-- Opening Marker --
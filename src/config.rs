use serde::Deserialize;
use std::str::FromStr;
use std::time::Duration;

use crate::intake::DEFAULT_STARTING_POINTS;
use crate::ledger::RetryPolicy;

/// Which versioned store backs the ledger
#[derive(Debug, Clone, Copy, PartialEq, Eq, Deserialize)]
#[serde(rename_all = "lowercase")]
pub enum StoreBackend {
    Memory,
    Postgres,
}

impl FromStr for StoreBackend {
    type Err = config::ConfigError;

    fn from_str(s: &str) -> Result<Self, Self::Err> {
        match s.trim().to_lowercase().as_str() {
            "memory" => Ok(StoreBackend::Memory),
            "postgres" | "postgresql" => Ok(StoreBackend::Postgres),
            other => Err(config::ConfigError::Message(format!(
                "STORE_BACKEND must be memory or postgres, got {}",
                other
            ))),
        }
    }
}

#[derive(Debug, Deserialize, Clone)]
pub struct Config {
    pub bind_address: String,
    pub store_backend: StoreBackend,
    pub database_url: Option<String>,
    pub db_max_connections: u32,
    pub cas_max_attempts: u32,
    pub cas_base_delay_ms: u64,
    pub cas_max_delay_ms: u64,
    pub starting_points: u64,
    pub notify_webhook_url: Option<String>,
    pub cors_origins: Vec<String>,
    pub request_timeout_secs: u64,
}

impl Config {
    pub fn from_env() -> Result<Self, config::ConfigError> {
        let config = Self {
            bind_address: std::env::var("BIND_ADDRESS")
                .unwrap_or_else(|_| "0.0.0.0:8080".to_string()),
            store_backend: env_or("STORE_BACKEND", StoreBackend::Memory)?,
            database_url: std::env::var("DATABASE_URL").ok().filter(|v| !v.is_empty()),
            db_max_connections: env_or("DB_MAX_CONNECTIONS", 20)?,
            cas_max_attempts: env_or("CAS_MAX_ATTEMPTS", 5)?,
            cas_base_delay_ms: env_or("CAS_BASE_DELAY_MS", 25)?,
            cas_max_delay_ms: env_or("CAS_MAX_DELAY_MS", 1000)?,
            starting_points: env_or("STARTING_POINTS", DEFAULT_STARTING_POINTS)?,
            notify_webhook_url: std::env::var("NOTIFY_WEBHOOK_URL").ok().filter(|v| !v.is_empty()),
            cors_origins: std::env::var("CORS_ORIGINS")
                .map(|v| {
                    v.split(',')
                        .map(str::trim)
                        .filter(|o| !o.is_empty())
                        .map(str::to_string)
                        .collect()
                })
                .unwrap_or_default(),
            request_timeout_secs: env_or("REQUEST_TIMEOUT_SECS", 30)?,
        };

        if config.store_backend == StoreBackend::Postgres && config.database_url.is_none() {
            return Err(config::ConfigError::Message(
                "DATABASE_URL must be set when STORE_BACKEND=postgres".to_string(),
            ));
        }
        if config.cas_max_attempts == 0 {
            return Err(config::ConfigError::Message(
                "CAS_MAX_ATTEMPTS must be at least 1".to_string(),
            ));
        }

        if config.request_timeout_secs == 0 {
            return Err(config::ConfigError::Message(
                "REQUEST_TIMEOUT_SECS must be at least 1".to_string(),
            ));
        }

        Ok(config)
    }

    pub fn retry_policy(&self) -> RetryPolicy {
        RetryPolicy {
            max_attempts: self.cas_max_attempts,
            base_delay: Duration::from_millis(self.cas_base_delay_ms),
            max_delay: Duration::from_millis(self.cas_max_delay_ms),
        }
    }

    pub fn request_timeout(&self) -> Duration {
        Duration::from_secs(self.request_timeout_secs)
    }
}

fn env_or<T>(key: &str, default: T) -> Result<T, config::ConfigError>
where
    T: FromStr,
    T::Err: std::fmt::Display,
{
    match std::env::var(key) {
        Ok(raw) if !raw.trim().is_empty() => raw
            .trim()
            .parse()
            .map_err(|e| config::ConfigError::Message(format!("{}: {}", key, e))),
        _ => Ok(default),
    }
}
-- Closing Marker --
Only the lines from the beginning of the material through the line with "pub enum StoreBackend" should appear in the answer, each copied exactly.

filename src/config.rs
use serde::Deserialize;
use std::str::FromStr;
use std::time::Duration;

use crate::intake::DEFAULT_STARTING_POINTS;
use crate::ledger::RetryPolicy;

/// Which versioned store backs the ledger
#[derive(Debug, Clone, Copy, PartialEq, Eq, Deserialize)]
#[serde(rename_all = "lowercase")]
pub enum StoreBackend {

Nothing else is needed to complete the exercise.